Neither paper has (as far as I know) returned to the
subject, though this is undoubtedly the most extensive
use of air power in Iraq since the Bush
administration's invasion of 2003 and probably
represents a genuine shifting of American military
strategy in that country. Despite, a few humdrum wire
service pieces, no place else in the mainstream has
bothered to cover the story adequately either. 
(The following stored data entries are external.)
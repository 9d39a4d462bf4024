use std::fmt::Write as _;

use crate::models::BatchReport;
use crate::pipeline::Candidates;

pub struct ReportGenerator;

impl ReportGenerator {
    /// Plain-text summary of one batch run.
    pub fn render_batch(report: &BatchReport) -> String {
        let mut out = String::new();
        let succeeded: Vec<_> = report.succeeded().collect();
        let failed: Vec<_> = report.failed().collect();

        let _ = writeln!(out, "=== Batch report ===");
        let _ = writeln!(out, "Published as draft: {}", succeeded.len());
        let _ = writeln!(out, "Failed: {}", failed.len());
        let _ = writeln!(out, "Already posted (skipped): {}", report.skipped_posted);

        if !succeeded.is_empty() {
            let _ = writeln!(out, "\n--- Drafts ---");
            for (index, result) in succeeded.iter().enumerate() {
                let _ = writeln!(out, "{}. {}", index + 1, result.title);
                if let Some(edit) = &result.outcome.edit_reference {
                    let _ = writeln!(out, "   Edit: {}", edit);
                }
                let _ = writeln!(out, "   Source: {}", result.original.url);
            }
        }

        if !failed.is_empty() {
            let _ = writeln!(out, "\n--- Failures ---");
            for (index, result) in failed.iter().enumerate() {
                let _ = writeln!(out, "{}. {}", index + 1, result.original.title);
                if let Some(error) = &result.outcome.error {
                    let _ = writeln!(out, "   Error: {}", error);
                }
            }
        }

        out
    }

    /// Articles vs. notices, for dry runs.
    pub fn render_classification(candidates: &Candidates) -> String {
        let mut out = String::new();

        let _ = writeln!(out, "=== Classification ===");
        let _ = writeln!(out, "Articles: {}", candidates.articles.len());
        let _ = writeln!(out, "Notices: {}", candidates.notices.len());
        let _ = writeln!(out, "Unavailable: {}", candidates.unavailable.len());
        if candidates.already_posted > 0 {
            let _ = writeln!(out, "Already posted: {}", candidates.already_posted);
        }

        let sections = [
            ("Articles", &candidates.articles),
            ("Notices", &candidates.notices),
        ];
        for (heading, articles) in sections {
            if articles.is_empty() {
                continue;
            }
            let _ = writeln!(out, "\n--- {} ---", heading);
            for (index, article) in articles.iter().enumerate() {
                let _ = writeln!(out, "{}. {}", index + 1, article.title);
                let _ = writeln!(out, "   {}", article.url);
            }
        }

        if !candidates.unavailable.is_empty() {
            let _ = writeln!(out, "\n--- Unavailable ---");
            for url in &candidates.unavailable {
                let _ = writeln!(out, "  {}", url);
            }
        }

        out
    }
}

#[cfg(test)]
mod tests {
    use super::*;
    use crate::error::ItemError;
    use crate::models::{Article, BatchResult, PublishOutcome, PublishedPost};

    #[test]
    fn test_batch_report_lists_drafts_and_failures() {
        let report = BatchReport {
            results: vec![
                BatchResult {
                    original: Article::new("元", "", "https://x/a"),
                    title: "肩こり対策".to_string(),
                    outcome: PublishOutcome::published(&PublishedPost {
                        id: "57".to_string(),
                        edit_url: "https://cms/wp-admin/post.php?post=57&action=edit".to_string(),
                    }),
                },
                BatchResult {
                    original: Article::new("腰痛", "", "https://x/b"),
                    title: "腰痛".to_string(),
                    outcome: PublishOutcome::failed(ItemError::Publish("401".to_string())),
                },
            ],
            skipped_posted: 3,
        };

        let text = ReportGenerator::render_batch(&report);
        assert!(text.contains("Published as draft: 1"));
        assert!(text.contains("Failed: 1"));
        assert!(text.contains("Already posted (skipped): 3"));
        assert!(text.contains("1. 肩こり対策"));
        assert!(text.contains("Edit: https://cms/wp-admin/post.php?post=57&action=edit"));
        assert!(text.contains("Error: publish failed: 401"));
    }

    #[test]
    fn test_empty_report_has_no_sections() {
        let text = ReportGenerator::render_batch(&BatchReport::default());
        assert!(!text.contains("--- Drafts ---"));
        assert!(!text.contains("--- Failures ---"));
    }

    #[test]
    fn test_classification_report() {
        let candidates = Candidates {
            articles: vec![Article::new("肩こりの原因とは", "", "https://x/a")],
            notices: vec![Article::new("定休日のお知らせ", "", "https://x/b")],
            unavailable: vec!["https://x/c".to_string()],
            already_posted: 0,
        };
        let text = ReportGenerator::render_classification(&candidates);
        assert!(text.contains("Articles: 1"));
        assert!(text.contains("Notices: 1"));
        assert!(text.contains("--- Notices ---\n1. 定休日のお知らせ"));
        assert!(text.contains("  https://x/c"));
        assert!(!text.contains("Already posted"));
    }

    #[test]
    fn test_classification_report_counts_already_posted() {
        let candidates = Candidates {
            articles: vec![Article::new("肩こりの原因とは", "", "https://x/a")],
            already_posted: 4,
            ..Default::default()
        };
        let text = ReportGenerator::render_classification(&candidates);
        assert!(text.contains("Already posted: 4"));
    }
}
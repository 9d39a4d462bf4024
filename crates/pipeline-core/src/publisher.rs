use anyhow::{Context, Result};
use async_trait::async_trait;
use reqwest::Client;
use serde::{Deserialize, Serialize};
use tracing::info;

use crate::models::PublishedPost;

/// Creates posts in the CMS. Implementations must only ever create drafts.
#[async_trait]
pub trait Publisher: Send + Sync {
    async fn publish(&self, title: &str, html: &str) -> Result<PublishedPost>;
}

#[derive(Serialize)]
struct CreatePost<'a> {
    title: &'a str,
    content: &'a str,
    status: &'static str,
}

#[derive(Deserialize)]
struct CreatedPost {
    #[serde(default)]
    id: serde_json::Value,
}

/// WordPress REST API (`/wp-json/wp/v2/posts`) with an application password.
pub struct WordPressClient {
    client: Client,
    site_url: String,
    username: String,
    app_password: String,
}

impl WordPressClient {
    pub fn new(site_url: &str, username: String, app_password: String) -> Result<Self> {
        let client = Client::builder()
            .timeout(std::time::Duration::from_secs(30))
            .build()
            .context("Failed to create HTTP client")?;

        Ok(Self {
            client,
            site_url: site_url.trim_end_matches('/').to_string(),
            username,
            app_password,
        })
    }

    pub fn posts_endpoint(&self) -> String {
        format!("{}/wp-json/wp/v2/posts", self.site_url)
    }

    pub fn edit_url(&self, id: &str) -> String {
        format!("{}/wp-admin/post.php?post={}&action=edit", self.site_url, id)
    }
}

/// WordPress returns a numeric id; accept strings too.
fn id_to_string(id: &serde_json::Value) -> Option<String> {
    match id {
        serde_json::Value::Number(n) => Some(n.to_string()),
        serde_json::Value::String(s) if !s.is_empty() => Some(s.clone()),
        _ => None,
    }
}

#[async_trait]
impl Publisher for WordPressClient {
    async fn publish(&self, title: &str, html: &str) -> Result<PublishedPost> {
        let body = CreatePost {
            title,
            content: html,
            status: "draft",
        };

        let response = self
            .client
            .post(self.posts_endpoint())
            .basic_auth(&self.username, Some(&self.app_password))
            .json(&body)
            .send()
            .await
            .context("Failed to send request to WordPress")?;

        let status = response.status();
        if !status.is_success() {
            let error_text = response
                .text()
                .await
                .unwrap_or_else(|_| String::from("unknown error"));
            anyhow::bail!("WordPress API returned error: {} - {}", status, error_text);
        }

        let created = response
            .json::<CreatedPost>()
            .await
            .context("Failed to parse WordPress API response")?;

        let id = id_to_string(&created.id).context("WordPress response has no post id")?;
        info!(post_id = %id, "draft created");

        Ok(PublishedPost {
            edit_url: self.edit_url(&id),
            id,
        })
    }
}

#[cfg(test)]
mod tests {
    use super::*;
    use serde_json::json;

    #[test]
    fn test_urls_from_site() {
        let wp = WordPressClient::new("https://tanizawaseitai.com/", "u".into(), "p".into()).unwrap();
        assert_eq!(wp.posts_endpoint(), "https://tanizawaseitai.com/wp-json/wp/v2/posts");
        assert_eq!(
            wp.edit_url("123"),
            "https://tanizawaseitai.com/wp-admin/post.php?post=123&action=edit"
        );
    }

    #[test]
    fn test_request_body_is_always_draft() {
        let body = CreatePost {
            title: "腰痛",
            content: "<p>x</p>",
            status: "draft",
        };
        let value = serde_json::to_value(&body).unwrap();
        assert_eq!(value["status"], "draft");
        assert_eq!(value["title"], "腰痛");
    }

    #[test]
    fn test_id_to_string() {
        assert_eq!(id_to_string(&json!(57)), Some("57".to_string()));
        assert_eq!(id_to_string(&json!("abc")), Some("abc".to_string()));
        assert_eq!(id_to_string(&json!("")), None);
        assert_eq!(id_to_string(&json!(null)), None);
    }
}
use chrono::{DateTime, Utc};
use serde::{Deserialize, Serialize};

use crate::error::ItemError;

/// A scraped newsletter post. `url` is the dedup key.
#[derive(Debug, Clone, PartialEq, Eq)]
pub struct Article {
    pub title: String,
    pub content: String,
    pub url: String,
}

impl Article {
    pub fn new(
        title: impl Into<String>,
        content: impl Into<String>,
        url: impl Into<String>,
    ) -> Self {
        Self {
            title: title.into(),
            content: content.into(),
            url: url.into(),
        }
    }
}

/// One entry from the newsletter feed
#[derive(Debug, Clone, PartialEq, Eq)]
pub struct FeedItem {
    pub title: String,
    pub link: String,
}

#[derive(Debug, Clone, Copy, PartialEq, Eq)]
pub enum ArticleKind {
    Notice,
    Article,
}

#[derive(Debug, Clone, Copy, PartialEq, Eq)]
pub struct Classification {
    pub is_notice: bool,
    pub is_article: bool,
    pub kind: ArticleKind,
}

impl Classification {
    pub fn from_notice(is_notice: bool) -> Self {
        Self {
            is_notice,
            is_article: !is_notice,
            kind: if is_notice {
                ArticleKind::Notice
            } else {
                ArticleKind::Article
            },
        }
    }
}

/// One successfully published article, as stored in the ledger file.
#[derive(Debug, Clone, PartialEq, Eq, Serialize, Deserialize)]
pub struct PostedRecord {
    pub url: String,
    pub title: String,
    pub remote_id: String,
    pub posted_at: DateTime<Utc>,
}

/// What the CMS hands back after creating a draft
#[derive(Debug, Clone, PartialEq, Eq)]
pub struct PublishedPost {
    pub id: String,
    pub edit_url: String,
}

#[derive(Debug, Clone, PartialEq, Eq)]
pub struct PublishOutcome {
    pub success: bool,
    pub remote_id: Option<String>,
    pub edit_reference: Option<String>,
    pub error: Option<ItemError>,
}

impl PublishOutcome {
    pub fn published(post: &PublishedPost) -> Self {
        Self {
            success: true,
            remote_id: Some(post.id.clone()),
            edit_reference: Some(post.edit_url.clone()),
            error: None,
        }
    }

    pub fn failed(error: ItemError) -> Self {
        Self {
            success: false,
            remote_id: None,
            edit_reference: None,
            error: Some(error),
        }
    }
}

/// Result for one attempted article. `title` is the title sent to the CMS
/// (the summarized one when summarization ran).
#[derive(Debug, Clone, PartialEq, Eq)]
pub struct BatchResult {
    pub original: Article,
    pub title: String,
    pub outcome: PublishOutcome,
}

#[derive(Debug, Clone, Default, PartialEq, Eq)]
pub struct BatchReport {
    pub results: Vec<BatchResult>,
    pub skipped_posted: usize,
}

impl BatchReport {
    pub fn succeeded(&self) -> impl Iterator<Item = &BatchResult> {
        self.results.iter().filter(|r| r.outcome.success)
    }

    pub fn failed(&self) -> impl Iterator<Item = &BatchResult> {
        self.results.iter().filter(|r| !r.outcome.success)
    }
}

#[cfg(test)]
mod tests {
    use super::*;

    #[test]
    fn test_classification_flags_are_complementary() {
        let notice = Classification::from_notice(true);
        assert!(notice.is_notice);
        assert!(!notice.is_article);
        assert_eq!(notice.kind, ArticleKind::Notice);

        let article = Classification::from_notice(false);
        assert!(!article.is_notice);
        assert!(article.is_article);
        assert_eq!(article.kind, ArticleKind::Article);
    }

    #[test]
    fn test_report_partitions_results() {
        let article = Article::new("t", "c", "https://x/a");
        let ok = BatchResult {
            original: article.clone(),
            title: "t".to_string(),
            outcome: PublishOutcome::published(&PublishedPost {
                id: "1".to_string(),
                edit_url: "https://cms/edit/1".to_string(),
            }),
        };
        let bad = BatchResult {
            original: article,
            title: "t".to_string(),
            outcome: PublishOutcome::failed(ItemError::Publish("401".to_string())),
        };
        let report = BatchReport {
            results: vec![ok, bad],
            skipped_posted: 0,
        };

        assert_eq!(report.succeeded().count(), 1);
        assert_eq!(report.failed().count(), 1);
    }
}
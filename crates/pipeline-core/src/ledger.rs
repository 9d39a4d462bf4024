use anyhow::{Context, Result};
use std::collections::HashSet;
use std::fs;
use std::path::PathBuf;
use tracing::{info, warn};

use crate::models::{Article, PostedRecord};

/// Storage behind the ledger. Whole-collection load and replace.
pub trait LedgerPersistence: Send + Sync {
    /// Never fails: missing or unreadable state comes back empty.
    fn load(&self) -> Vec<PostedRecord>;
    /// Returns whether the records were durably written.
    fn save(&self, records: &[PostedRecord]) -> bool;
}

/// JSON file holding every published article.
#[derive(Debug, Clone)]
pub struct LedgerStore {
    path: PathBuf,
}

impl LedgerStore {
    pub fn new(path: impl Into<PathBuf>) -> Self {
        Self { path: path.into() }
    }

    /// `<local data dir>/seitai-blog/posted_articles.json`
    pub fn default_path() -> Result<PathBuf> {
        let data_dir = dirs::data_local_dir()
            .context("Could not determine local data directory")?
            .join("seitai-blog");

        Ok(data_dir.join("posted_articles.json"))
    }

    fn try_load(&self) -> Result<Vec<PostedRecord>> {
        let content = fs::read_to_string(&self.path)
            .with_context(|| format!("Failed to read ledger: {}", self.path.display()))?;

        if content.trim().is_empty() {
            return Ok(Vec::new());
        }

        serde_json::from_str(&content).with_context(|| {
            format!(
                "Failed to parse ledger JSON from {}. The file may be corrupted.",
                self.path.display()
            )
        })
    }

    fn try_save(&self, records: &[PostedRecord]) -> Result<()> {
        if let Some(parent) = self.path.parent() {
            if !parent.as_os_str().is_empty() {
                fs::create_dir_all(parent).context("Failed to create ledger directory")?;
            }
        }

        let json = serde_json::to_string_pretty(records).context("Failed to serialize ledger")?;

        // write next to the target and rename so a crash never leaves half a file
        let tmp = self.path.with_extension("json.tmp");
        fs::write(&tmp, json)
            .with_context(|| format!("Failed to write ledger: {}", tmp.display()))?;
        fs::rename(&tmp, &self.path)
            .with_context(|| format!("Failed to replace ledger: {}", self.path.display()))?;

        Ok(())
    }
}

impl LedgerPersistence for LedgerStore {
    fn load(&self) -> Vec<PostedRecord> {
        if !self.path.exists() {
            info!(path = %self.path.display(), "no ledger yet, starting empty");
            return Vec::new();
        }

        match self.try_load() {
            Ok(records) => records,
            Err(e) => {
                warn!("{:#}; starting with an empty ledger", e);
                Vec::new()
            }
        }
    }

    fn save(&self, records: &[PostedRecord]) -> bool {
        match self.try_save(records) {
            Ok(()) => true,
            Err(e) => {
                warn!("{:#}; the last publish is not recorded on disk", e);
                false
            }
        }
    }
}

pub fn is_posted(records: &[PostedRecord], url: &str) -> bool {
    records.iter().any(|r| r.url == url)
}

/// Articles whose url is not in the ledger, in input order.
pub fn filter_unposted(records: &[PostedRecord], articles: &[Article]) -> Vec<Article> {
    let posted: HashSet<&str> = records.iter().map(|r| r.url.as_str()).collect();
    articles
        .iter()
        .filter(|a| !posted.contains(a.url.as_str()))
        .cloned()
        .collect()
}

/// What [`Ledger::record`] did with a record.
#[derive(Debug, Clone, Copy, PartialEq, Eq)]
pub enum RecordOutcome {
    /// Added and written to the store.
    Saved,
    /// Added in memory, but the store write failed.
    Unsaved,
    /// The url was already present; nothing changed.
    Duplicate,
}

/// In-memory view of the ledger for one run, persisting on every append.
pub struct Ledger<'a> {
    records: Vec<PostedRecord>,
    store: &'a dyn LedgerPersistence,
}

impl<'a> Ledger<'a> {
    pub fn open(store: &'a dyn LedgerPersistence) -> Self {
        let records = store.load();
        info!(count = records.len(), "ledger loaded");
        Self { records, store }
    }

    pub fn contains(&self, url: &str) -> bool {
        is_posted(&self.records, url)
    }

    pub fn records(&self) -> &[PostedRecord] {
        &self.records
    }

    pub fn len(&self) -> usize {
        self.records.len()
    }

    pub fn is_empty(&self) -> bool {
        self.records.is_empty()
    }

    /// Appends and rewrites the whole ledger. A record whose url is already
    /// present is not added twice.
    pub fn record(&mut self, record: PostedRecord) -> RecordOutcome {
        if self.contains(&record.url) {
            warn!(url = %record.url, "url already in ledger, not recording again");
            return RecordOutcome::Duplicate;
        }
        self.records.push(record);
        if self.store.save(&self.records) {
            RecordOutcome::Saved
        } else {
            RecordOutcome::Unsaved
        }
    }
}
// Public modules
pub mod classifier;
pub mod config;
pub mod error;
pub mod extractor;
pub mod feed;
pub mod ledger;
pub mod models;
pub mod pacing;
pub mod pipeline;
pub mod publisher;
pub mod report;
pub mod sources;
pub mod summarizer;
pub mod transform;

// Re-export commonly used types
pub use classifier::{Classify, FeedFilter, KeywordClassifier};
pub use config::Config;
pub use error::ItemError;
pub use extractor::{ArticleSource, ContentExtractor};
pub use feed::{FeedSource, RssFeed};
pub use ledger::{filter_unposted, is_posted, Ledger, LedgerPersistence, LedgerStore, RecordOutcome};
pub use models::{Article, BatchReport, BatchResult, Classification, FeedItem, PostedRecord};
pub use pacing::{FixedDelay, Pacer};
pub use pipeline::{BatchOptions, BatchProcessor, Candidates, Collector};
pub use publisher::{Publisher, WordPressClient};
pub use report::ReportGenerator;
pub use sources::{load_url_list, Source};
pub use summarizer::{ClaudeSummarizer, Summarizer};
pub use transform::{ContentTransformer, RemovalRule};
use async_trait::async_trait;
use std::time::Duration;

/// Waits between calls to external services.
#[async_trait]
pub trait Pacer: Send + Sync {
    async fn pause(&self);
}

/// Fixed sleep after every item.
#[derive(Debug, Clone, Copy)]
pub struct FixedDelay(pub Duration);

impl FixedDelay {
    pub fn from_secs(secs: u64) -> Self {
        Self(Duration::from_secs(secs))
    }
}

#[async_trait]
impl Pacer for FixedDelay {
    async fn pause(&self) {
        if !self.0.is_zero() {
            tokio::time::sleep(self.0).await;
        }
    }
}

#[cfg(test)]
mod tests {
    use super::*;

    #[tokio::test(start_paused = true)]
    async fn test_fixed_delay_advances_clock() {
        let start = tokio::time::Instant::now();
        FixedDelay::from_secs(2).pause().await;
        assert!(start.elapsed() >= Duration::from_secs(2));
    }

    #[tokio::test]
    async fn test_zero_delay_returns_immediately() {
        let start = std::time::Instant::now();
        FixedDelay(Duration::ZERO).pause().await;
        assert!(start.elapsed() < Duration::from_secs(1));
    }
}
For those who know something about the history of air
power, which, since World War II, has been lodged at
the heart of the American Way of War, that 100,000
figure might have rung a small bell. 

On April 27, 1937, in the midst of the Spanish Civil
War (a prelude to World War II), the planes of the
German Condor Legion attacked the ancient Basque town
of Guernica. They came in waves, first carpet bombing,
then dropping thermite incendiaries. It was a market
day and there may have been as many as 7,000-10,000
people, including refugees, in the town which was
largely destroyed in the ensuing fire storm. More than
1,600 people may have died there (though some
estimates are lower). The Germans reputedly dropped
about 50 tons or 100,000 pounds of explosives on the
town. In the seven decades between those two 100,000
figures lies a sad history of our age. 

Arab Jabour, the Sunni farming community about 10
miles south of the Iraqi capital that was the target
of the latest 100,000-pound barrage has recently been
largely off-limits to American troops and their Iraqi
allies. The American military now refers generically
to all Sunni insurgents who resist them as "al Qaeda,"
so in situations like this it's hard to tell exactly
who has held this territory. 

At Guernica, as in Arab Jabour 71 years later, no
reporters were present when the explosives rained
down. In the Spanish situation, however, four
reporters in the nearby city of Bilbao, including
George Steer of the Times of London, promptly rushed
to the scene of destruction. Steer's first piece for
the Times (also printed in the New York Times) was
headlined "The Tragedy of Guernica" and called the
assault "unparalleled in military history."
(Obviously, no such claims could be made for Arab
Jabour today.) Steer made clear in his report that
this had been an attack on a civilian population,
essentially a terror bombing. 

The self-evident barbarism of the event -- the first
massively publicized bombing of a civilian population
-- caused international horror. It was news across the
planet. From it came perhaps the most famous painting
of the last century, Picasso's Guernica, as well as
innumerable novels, plays, poems, and other works of
art. 

As Ian Patterson writes in his book, Guernica and
Total War: 


"Many attacks since then, including the ones we have
grown used to seeing in Iraq and the Middle East in
recent years, have been on such a scale that
Guernica's fate seems almost insignificant by
comparison. But it's almost impossible to overestimate
the outrage it caused in 1937… Accounts of the
bombing were widely printed in the American press, and
provoked a great deal of anger and indignation in most
quarters…"
Those last two tag-on paragraphs in the Parker and
Rasheed Los Angeles Times piece tell us much about the
intervening 71 years, which included the German
bombing of Rotterdam and the blitz of London as well
as other English cities; the Japanese bombings of
Shanghai and other Chinese cities; the Allied
fire-bombing of German and Japanese cities; the U.S.
atomic destruction of Hiroshima and Nagasaki; the Cold
War era of mutually assured destruction (MAD) in which
two superpowers threatened to use the ultimate in
airborne explosives to incinerate the planet; the
massive, years-long U.S. bombing campaigns against
North Korea and later North and South Vietnam, Laos,
and Cambodia; the American air power "victories" of
Gulf War I and Afghanistan (2001); and the Bush
administration's shock-and-awe, air-and-cruise-missile
assault on Baghdad in March 2003, which, though meant
to "decapitate" the regime of Saddam Hussein, killed
not a single Iraqi governmental or Baath Party figure,
only Iraqi civilians. In those seven decades, the
death toll and damage caused by war -- on the ground
and from the air -- has increasingly been delivered to
civilian populations, while the United States has come
to rely on its Air Force to impose its will in war. 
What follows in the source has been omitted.